● Your goal: Present each line of the entries below that holds the word "liveness".

Source data Start Marker

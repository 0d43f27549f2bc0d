//! Startup-only store connectivity: liveness probing with bounded
//! fixed-delay retries, pool construction, and schema creation.
//!
//! Everything here runs once, serially, before the HTTP listener
//! binds. The database is typically slower to start than this process
//! in a compose deployment, so the probe loop is what keeps startup
//! ordering correct without orchestration-level hooks.

use std::fmt::Display;
use std::future::Future;
use std::time::Duration;

use sqlx::Connection;
use sqlx::postgres::{PgConnection, PgPool, PgPoolOptions};

use crate::config::ServiceConfig;
use crate::error::ServiceError;

/// Idempotent table definition, run on every process start.
const CREATE_NOTES_TABLE: &str = "CREATE TABLE IF NOT EXISTS notes (\
     id BIGSERIAL PRIMARY KEY, \
     text TEXT NOT NULL, \
     created_at TIMESTAMPTZ NOT NULL DEFAULT NOW())";

/// Blocks until the configured store answers a liveness probe.
///
/// Probes up to `store_connect_attempts` times with a fixed
/// `store_retry_delay_secs` delay between attempts. No exponential
/// backoff, no jitter: the attempt count is small and the dependency
/// startup time is roughly known.
///
/// # Errors
///
/// Returns [`ServiceError::Unavailable`] once the attempt budget is
/// exhausted. The caller must treat this as fatal and exit without
/// binding a listening socket.
pub async fn wait_for_store(config: &ServiceConfig) -> Result<(), ServiceError> {
    let url = config.database_url();
    wait_for_availability(
        config.store_connect_attempts,
        Duration::from_secs(config.store_retry_delay_secs),
        || probe(&url),
    )
    .await
}

/// Retry loop over an arbitrary liveness probe.
///
/// Returns as soon as any attempt succeeds; sleeps the fixed `delay`
/// between failed attempts. Generic over the probe so tests can
/// substitute one without a running database.
///
/// # Errors
///
/// Returns [`ServiceError::Unavailable`] after `max_attempts` failed
/// probes.
pub async fn wait_for_availability<F, Fut, E>(
    max_attempts: u32,
    delay: Duration,
    mut probe: F,
) -> Result<(), ServiceError>
where
    F: FnMut() -> Fut,
    Fut: Future<Output = Result<(), E>>,
    E: Display,
{
    for attempt in 1..=max_attempts {
        match probe().await {
            Ok(()) => {
                tracing::info!(attempt, "store is available");
                return Ok(());
            }
            Err(e) => {
                tracing::warn!(
                    attempt,
                    max_attempts,
                    error = %e,
                    "store not ready, retrying"
                );
                if attempt < max_attempts {
                    tokio::time::sleep(delay).await;
                }
            }
        }
    }

    Err(ServiceError::Unavailable {
        attempts: max_attempts,
    })
}

/// One liveness probe: open a single connection, run a trivial
/// round-trip query, close it. No state survives the probe; the real
/// pool is built separately after availability is confirmed.
async fn probe(url: &str) -> Result<(), sqlx::Error> {
    let mut conn = PgConnection::connect(url).await?;
    sqlx::query("SELECT 1").execute(&mut conn).await?;
    conn.close().await?;
    Ok(())
}

/// Builds the process-wide connection pool.
///
/// Fixed capacity; callers queue for a connection when the pool is
/// exhausted (sqlx's default acquire behavior) rather than failing
/// fast. Created exactly once at startup and owned by the process
/// root for the remaining lifetime of the process.
///
/// # Errors
///
/// Returns [`ServiceError::Store`] if the pool cannot be established.
pub async fn build_pool(config: &ServiceConfig) -> Result<PgPool, ServiceError> {
    PgPoolOptions::new()
        .max_connections(config.store_max_connections)
        .connect(&config.database_url())
        .await
        .map_err(|e| ServiceError::Store(e.to_string()))
}

/// Ensures the `notes` table exists.
///
/// Idempotent and run unconditionally after every successful startup
/// connection sequence.
///
/// # Errors
///
/// Returns [`ServiceError::Store`] on failure; the caller must treat
/// this as fatal rather than serve without a guaranteed-present table.
pub async fn init_schema(pool: &PgPool) -> Result<(), ServiceError> {
    sqlx::query(CREATE_NOTES_TABLE)
        .execute(pool)
        .await
        .map_err(|e| ServiceError::Store(e.to_string()))?;
    tracing::info!("notes table ensured");
    Ok(())
}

Source data End Marker

● Result:
//! Startup-only store connectivity: liveness probing with bounded
/// Blocks until the configured store answers a liveness probe.
/// Retry loop over an arbitrary liveness probe.
/// One liveness probe: open a single connection, run a trivial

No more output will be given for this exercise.